Records from a data source:
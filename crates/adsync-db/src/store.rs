//! Postgres implementations of the core persistence traits.

use adsync_core::{
    AdminCampaignFilter, Campaign, CampaignFilter, CampaignStore, CredentialUpdate, NewUser,
    OwnedCampaign, Page, PageRequest, StatusCounts, StoreError, TimeWindow, TrendBucket, User,
    UserStore,
};
use async_trait::async_trait;
use rust_decimal::Decimal;
use sqlx::PgPool;
use uuid::Uuid;

use crate::{campaigns, users};

#[derive(Debug, Clone)]
pub struct PgStore {
    pool: PgPool,
}

impl PgStore {
    #[must_use]
    pub fn new(pool: PgPool) -> Self {
        Self { pool }
    }

    #[must_use]
    pub fn pool(&self) -> &PgPool {
        &self.pool
    }
}

#[async_trait]
impl CampaignStore for PgStore {
    async fn find(
        &self,
        owner_id: Uuid,
        filter: &CampaignFilter,
        page: PageRequest,
    ) -> Result<Page<Campaign>, StoreError> {
        let (items, total) = campaigns::list_campaigns(&self.pool, owner_id, filter, page).await?;
        Ok(Page {
            items,
            total,
            page: page.page,
            limit: page.limit,
        })
    }

    async fn find_all(&self, owner_id: Uuid) -> Result<Vec<Campaign>, StoreError> {
        Ok(campaigns::list_all_campaigns(&self.pool, owner_id).await?)
    }

    async fn find_one(&self, owner_id: Uuid, id: Uuid) -> Result<Option<Campaign>, StoreError> {
        Ok(campaigns::get_campaign(&self.pool, owner_id, id).await?)
    }

    async fn find_by_remote_id(
        &self,
        owner_id: Uuid,
        remote_campaign_id: &str,
    ) -> Result<Option<Campaign>, StoreError> {
        Ok(campaigns::get_campaign_by_remote_id(&self.pool, owner_id, remote_campaign_id).await?)
    }

    async fn insert(&self, campaign: Campaign) -> Result<Campaign, StoreError> {
        Ok(campaigns::insert_campaign(&self.pool, &campaign).await?)
    }

    async fn update(
        &self,
        owner_id: Uuid,
        id: Uuid,
        campaign: Campaign,
    ) -> Result<Campaign, StoreError> {
        Ok(campaigns::update_campaign(&self.pool, owner_id, id, &campaign).await?)
    }

    async fn delete(&self, owner_id: Uuid, id: Uuid) -> Result<bool, StoreError> {
        Ok(campaigns::delete_campaign(&self.pool, owner_id, id).await?)
    }

    async fn count_by_status(
        &self,
        owner_id: Uuid,
        filter: &CampaignFilter,
    ) -> Result<StatusCounts, StoreError> {
        Ok(campaigns::count_campaigns_by_status(&self.pool, owner_id, filter).await?)
    }

    async fn sum_spend(
        &self,
        owner_id: Uuid,
        filter: &CampaignFilter,
    ) -> Result<Decimal, StoreError> {
        Ok(campaigns::sum_campaign_spend(&self.pool, owner_id, filter).await?)
    }

    async fn daily_trends(
        &self,
        owner_id: Uuid,
        filter: &CampaignFilter,
        window: TimeWindow,
    ) -> Result<Vec<TrendBucket>, StoreError> {
        Ok(campaigns::campaign_daily_trends(&self.pool, owner_id, filter, window).await?)
    }

    async fn find_unscoped(
        &self,
        filter: &AdminCampaignFilter,
        page: PageRequest,
    ) -> Result<Page<OwnedCampaign>, StoreError> {
        let (items, total) = campaigns::list_campaigns_unscoped(&self.pool, filter, page).await?;
        Ok(Page {
            items,
            total,
            page: page.page,
            limit: page.limit,
        })
    }
}

#[async_trait]
impl UserStore for PgStore {
    async fn create_user(&self, user: NewUser) -> Result<User, StoreError> {
        Ok(users::create_user(&self.pool, &user).await?)
    }

    async fn find_user_by_email(&self, email: &str) -> Result<Option<User>, StoreError> {
        Ok(users::get_user_by_email(&self.pool, email).await?)
    }

    async fn find_user(&self, id: Uuid) -> Result<Option<User>, StoreError> {
        Ok(users::get_user(&self.pool, id).await?)
    }

    async fn set_meta_credentials(
        &self,
        id: Uuid,
        update: &CredentialUpdate,
    ) -> Result<User, StoreError> {
        Ok(users::set_meta_credentials(&self.pool, id, update).await?)
    }

    async fn list_clients(&self) -> Result<Vec<User>, StoreError> {
        Ok(users::list_clients(&self.pool).await?)
    }
}
use adsync_core::{AdminCampaignFilter, OwnedCampaign, PageRequest};
use axum::{
    extract::{Query, State},
    Extension, Json,
};
use serde::{Deserialize, Serialize};
use serde_json::Value;
use uuid::Uuid;

use super::auth::{profile, UserProfile};
use super::{campaign_view, map_store_error, parse_status_filter, ApiError, ApiResponse, AppState};
use crate::middleware::RequestId;

#[derive(Debug, Deserialize)]
#[serde(rename_all = "camelCase")]
pub(super) struct AdminCampaignQuery {
    client_id: Option<Uuid>,
    status: Option<String>,
    page: Option<u32>,
    limit: Option<u32>,
}

#[derive(Debug, Serialize)]
pub(super) struct ClientListData {
    clients: Vec<UserProfile>,
    total: usize,
}

#[derive(Debug, Serialize)]
pub(super) struct AdminCampaignListData {
    campaigns: Vec<Value>,
    total: u64,
    page: u32,
    pages: u64,
}

/// Campaign view with the owning client embedded under `client`.
fn owned_view(owned: &OwnedCampaign) -> Value {
    let mut view = campaign_view(&owned.campaign);
    if let Value::Object(fields) = &mut view {
        fields.insert(
            "client".to_string(),
            serde_json::to_value(&owned.owner).unwrap_or_default(),
        );
    }
    view
}

pub(super) async fn list_clients(
    State(state): State<AppState>,
    Extension(req_id): Extension<RequestId>,
) -> Result<Json<ApiResponse<ClientListData>>, ApiError> {
    let clients = state
        .users
        .list_clients()
        .await
        .map_err(|e| map_store_error(req_id.0.clone(), &e))?;

    Ok(Json(ApiResponse::new(
        req_id.0,
        ClientListData {
            total: clients.len(),
            clients: clients.iter().map(profile).collect(),
        },
    )))
}

pub(super) async fn list_all_campaigns(
    State(state): State<AppState>,
    Extension(req_id): Extension<RequestId>,
    Query(query): Query<AdminCampaignQuery>,
) -> Result<Json<ApiResponse<AdminCampaignListData>>, ApiError> {
    let filter = AdminCampaignFilter {
        owner_id: query.client_id,
        status: parse_status_filter(&req_id.0, query.status.as_deref())?,
    };
    let page = state
        .engine
        .store()
        .find_unscoped(&filter, PageRequest::new(query.page, query.limit))
        .await
        .map_err(|e| map_store_error(req_id.0.clone(), &e))?;

    Ok(Json(ApiResponse::new(
        req_id.0,
        AdminCampaignListData {
            campaigns: page.items.iter().map(owned_view).collect(),
            total: page.total,
            page: page.page,
            pages: page.pages(),
        },
    )))
}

### EXERCISE DETAILS
Please find the lines in the data that contain the word "super" and copy them.

### YOUR RESPONSE
use super::auth::{profile, UserProfile};
use super::{campaign_view, map_store_error, parse_status_filter, ApiError, ApiResponse, AppState};
pub(super) struct AdminCampaignQuery {
pub(super) struct ClientListData {
pub(super) struct AdminCampaignListData {
pub(super) async fn list_clients(
pub(super) async fn list_all_campaigns(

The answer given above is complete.